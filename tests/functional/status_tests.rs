//! Status aggregation scenarios: member refresh and write suppression.

use std::time::Duration;

use mongodb_operator::client::Credentials;
use mongodb_operator::controller::cluster_reconciler::reconcile;
use mongodb_operator::controller::status::{get_condition_reason, is_condition_true};
use mongodb_operator::crd::{MemberStatus, ReplsetSpec};

use crate::mock_state::{MONGO_VERSION, MockWorld, NAMESPACE, test_cluster};

fn member(world: &MockWorld, pod: &str) -> MemberStatus {
    MemberStatus {
        name: world.address("rs0", pod),
        version: MONGO_VERSION.to_string(),
    }
}

/// A steady cluster with initiated rs0 and three answering members.
fn steady_world(name: &str) -> MockWorld {
    let world = MockWorld::new(test_cluster(name, vec![ReplsetSpec::new("rs0", 3)]));
    world.add_pods("rs0", 3, true);
    world.state().initiated.insert("rs0".to_string());
    world
}

#[tokio::test]
async fn test_members_recorded_in_listing_order() {
    let world = steady_world("members");
    let ctx = world.context();

    reconcile(world.cluster(), ctx.clone()).await.unwrap();

    let status = world.status();
    let rs0 = status.replset("rs0").unwrap();
    assert_eq!(
        rs0.members,
        vec![
            member(&world, "members-rs0-0"),
            member(&world, "members-rs0-1"),
            member(&world, "members-rs0-2"),
        ]
    );
    assert!(is_condition_true(&status.conditions, "Ready"));
    assert_eq!(
        get_condition_reason(&status.conditions, "Ready"),
        Some("AllInitialized")
    );
    assert_eq!(status.observed_generation, Some(1));

    ctx.watchdogs.stop_all();
}

/// A member that does not answer is left out; the others are still recorded.
#[tokio::test]
async fn test_partial_member_refresh() {
    let world = steady_world("partial");
    let down = world.address("rs0", "partial-rs0-1");
    world.state().down.insert(down);
    let ctx = world.context();

    reconcile(world.cluster(), ctx.clone()).await.unwrap();

    let status = world.status();
    let rs0 = status.replset("rs0").unwrap();
    assert_eq!(rs0.pods.len(), 3);
    assert_eq!(
        rs0.members,
        vec![
            member(&world, "partial-rs0-0"),
            member(&world, "partial-rs0-2"),
        ]
    );

    ctx.watchdogs.stop_all();
}

/// Reconciling unchanged inputs does not write the status again.
#[tokio::test]
async fn test_identical_inputs_skip_status_write() {
    let world = steady_world("quiet");
    let ctx = world.context();

    reconcile(world.cluster(), ctx.clone()).await.unwrap();
    let writes = world.status_writes();
    assert!(writes >= 1);

    reconcile(world.cluster(), ctx.clone()).await.unwrap();
    reconcile(world.cluster(), ctx.clone()).await.unwrap();
    assert_eq!(world.status_writes(), writes);

    ctx.watchdogs.stop_all();
}

/// A changed member list is written exactly once.
#[tokio::test]
async fn test_member_change_written_once() {
    let world = steady_world("change");
    let ctx = world.context();
    reconcile(world.cluster(), ctx.clone()).await.unwrap();
    let writes = world.status_writes();

    let down = world.address("rs0", "change-rs0-2");
    world.state().down.insert(down);
    reconcile(world.cluster(), ctx.clone()).await.unwrap();
    assert_eq!(world.status_writes(), writes + 1);
    assert_eq!(world.status().replset("rs0").unwrap().members.len(), 2);

    ctx.watchdogs.stop_all();
}

/// Losing every member never clears the initialized flag.
#[tokio::test]
async fn test_initialized_is_monotonic() {
    let world = steady_world("sticky");
    let ctx = world.context();
    reconcile(world.cluster(), ctx.clone()).await.unwrap();
    assert!(world.status().replset("rs0").unwrap().initialized);

    {
        let mut state = world.state();
        state.initiated.clear();
        for ordinal in 0..3 {
            let pod = format!("sticky-rs0-{}", ordinal);
            let address = world_address(&state, &pod);
            state.down.insert(address);
        }
    }
    reconcile(world.cluster(), ctx.clone()).await.unwrap();

    let status = world.status();
    let rs0 = status.replset("rs0").unwrap();
    assert!(rs0.initialized);
    assert!(rs0.members.is_empty());

    ctx.watchdogs.stop_all();
}

// Same address format the reconciler builds, without re-locking the world.
fn world_address(state: &crate::mock_state::WorldState, pod: &str) -> String {
    let cluster = state.cluster.as_ref().unwrap();
    mongodb_operator::resources::common::member_address(pod, cluster, &cluster.spec.replsets[0])
}

/// Without the users secret the probes run unauthenticated and the pass
/// still completes.
#[tokio::test]
async fn test_missing_users_secret() {
    let world = MockWorld::new(test_cluster("nosecret", vec![ReplsetSpec::new("rs0", 3)]));
    world.state().credentials = None;
    let ctx = world.context();

    reconcile(world.cluster(), ctx.clone()).await.unwrap();
    assert!(world.statefulset("nosecret-rs0").is_some());
    let status = world.status();
    assert_eq!(
        get_condition_reason(&status.conditions, "Ready"),
        Some("Initializing")
    );
    assert!(is_condition_true(&status.conditions, "Progressing"));
}

/// Writing against a stale resourceVersion is a conflict, retried later.
#[tokio::test]
async fn test_stale_status_write_conflicts() {
    let world = MockWorld::new(test_cluster("stale", vec![ReplsetSpec::new("rs0", 3)]));
    let ctx = world.context();
    let stale = world.cluster();

    reconcile(world.cluster(), ctx.clone()).await.unwrap();
    world.add_pods("rs0", 1, false);
    let err = reconcile(stale, ctx.clone()).await.unwrap_err();
    assert!(err.is_retryable());
}

/// The background monitor uses the users secret once it shows up, even though
/// it was started while the secret was missing.
#[tokio::test(start_paused = true)]
async fn test_watchdog_uses_late_users_secret() {
    let world = steady_world("late");
    world.state().credentials = None;
    let ctx = world.context();

    reconcile(world.cluster(), ctx.clone()).await.unwrap();
    assert!(ctx.watchdogs.is_running(NAMESPACE, "late"));

    world.state().credentials = Some(Credentials {
        username: "clusterAdmin".to_string(),
        password: "late-secret".to_string(),
    });
    reconcile(world.cluster(), ctx.clone()).await.unwrap();
    world.state().dials.clear();

    tokio::time::sleep(ctx.config.watchdog_interval() + Duration::from_secs(1)).await;

    let dials = world.state().dials.clone();
    assert_eq!(dials.len(), 3);
    assert!(dials.iter().all(|d| {
        d.credentials.as_ref().map(|c| c.password.as_str()) == Some("late-secret")
    }));

    ctx.watchdogs.stop_all();
}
------------------------------------------------
**WORK INSTRUCTION**
Every line holding the word "MockWorld" should be copied out of the records above.

**COMPLETED TASK**
use crate::mock_state::{MONGO_VERSION, MockWorld, NAMESPACE, test_cluster};
fn member(world: &MockWorld, pod: &str) -> MemberStatus {
fn steady_world(name: &str) -> MockWorld {
    let world = MockWorld::new(test_cluster(name, vec![ReplsetSpec::new("rs0", 3)]));
    let world = MockWorld::new(test_cluster("nosecret", vec![ReplsetSpec::new("rs0", 3)]));
    let world = MockWorld::new(test_cluster("stale", vec![ReplsetSpec::new("rs0", 3)]));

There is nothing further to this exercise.